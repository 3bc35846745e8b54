//! The static resource catalog.
//!
//! Four ZenBlocks documentation resources, each identified by a
//! `zenblocks://` URI and backed by a markdown file in the document
//! directory.

use crate::domains::docs::{Catalog, CatalogEntry, CatalogError};

const RESOURCE_ENTRIES: &[CatalogEntry] = &[
    CatalogEntry {
        identifier: "zenblocks://overview",
        filename: "overview.md",
        title: "Overview",
        description: "An overview of how to use Zenblocks",
        mime_type: "text/markdown",
    },
    CatalogEntry {
        identifier: "zenblocks://important",
        filename: "important.md",
        title: "Important Information",
        description: "Key details about using Zenblocks",
        mime_type: "text/markdown",
    },
    CatalogEntry {
        identifier: "zenblocks://examples",
        filename: "examples.md",
        title: "Examples",
        description: "Code examples for using Zenblocks",
        mime_type: "text/markdown",
    },
    CatalogEntry {
        identifier: "zenblocks://documentation",
        filename: "documentation.md",
        title: "Documentation",
        description: "Comprehensive guide to using Zenblocks",
        mime_type: "text/markdown",
    },
];

/// Build the resource catalog, validating identifier uniqueness.
pub fn resource_catalog() -> Result<Catalog, CatalogError> {
    Catalog::new(RESOURCE_ENTRIES)
}

/// Registration key for a resource entry, derived from its backing filename.
///
/// E.g. `overview.md` registers as `zenblocks:resources:overview`.
pub fn registration_key(entry: &CatalogEntry) -> String {
    format!("zenblocks:resources:{}", entry.slug())
}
▬▬▬▬▬▬▬▬▬▬
→ WHAT TO WORK ON
Copy each line of the records verbatim.

→ COMPLETED EXERCISE
repository 3bc35846745e8b54
//! The static resource catalog.
//!
//! Four ZenBlocks documentation resources, each identified by a
//! `zenblocks://` URI and backed by a markdown file in the document
//! directory.

use crate::domains::docs::{Catalog, CatalogEntry, CatalogError};

const RESOURCE_ENTRIES: &[CatalogEntry] = &[
    CatalogEntry {
        identifier: "zenblocks://overview",
        filename: "overview.md",
        title: "Overview",
        description: "An overview of how to use Zenblocks",
        mime_type: "text/markdown",
    },
    CatalogEntry {
        identifier: "zenblocks://important",
        filename: "important.md",
        title: "Important Information",
        description: "Key details about using Zenblocks",
        mime_type: "text/markdown",
    },
    CatalogEntry {
        identifier: "zenblocks://examples",
        filename: "examples.md",
        title: "Examples",
        description: "Code examples for using Zenblocks",
        mime_type: "text/markdown",
    },
    CatalogEntry {
        identifier: "zenblocks://documentation",
        filename: "documentation.md",
        title: "Documentation",
        description: "Comprehensive guide to using Zenblocks",
        mime_type: "text/markdown",
    },
];

/// Build the resource catalog, validating identifier uniqueness.
pub fn resource_catalog() -> Result<Catalog, CatalogError> {
    Catalog::new(RESOURCE_ENTRIES)
}

/// Registration key for a resource entry, derived from its backing filename.
///
/// E.g. `overview.md` registers as `zenblocks:resources:overview`.
pub fn registration_key(entry: &CatalogEntry) -> String {
    format!("zenblocks:resources:{}", entry.slug())
}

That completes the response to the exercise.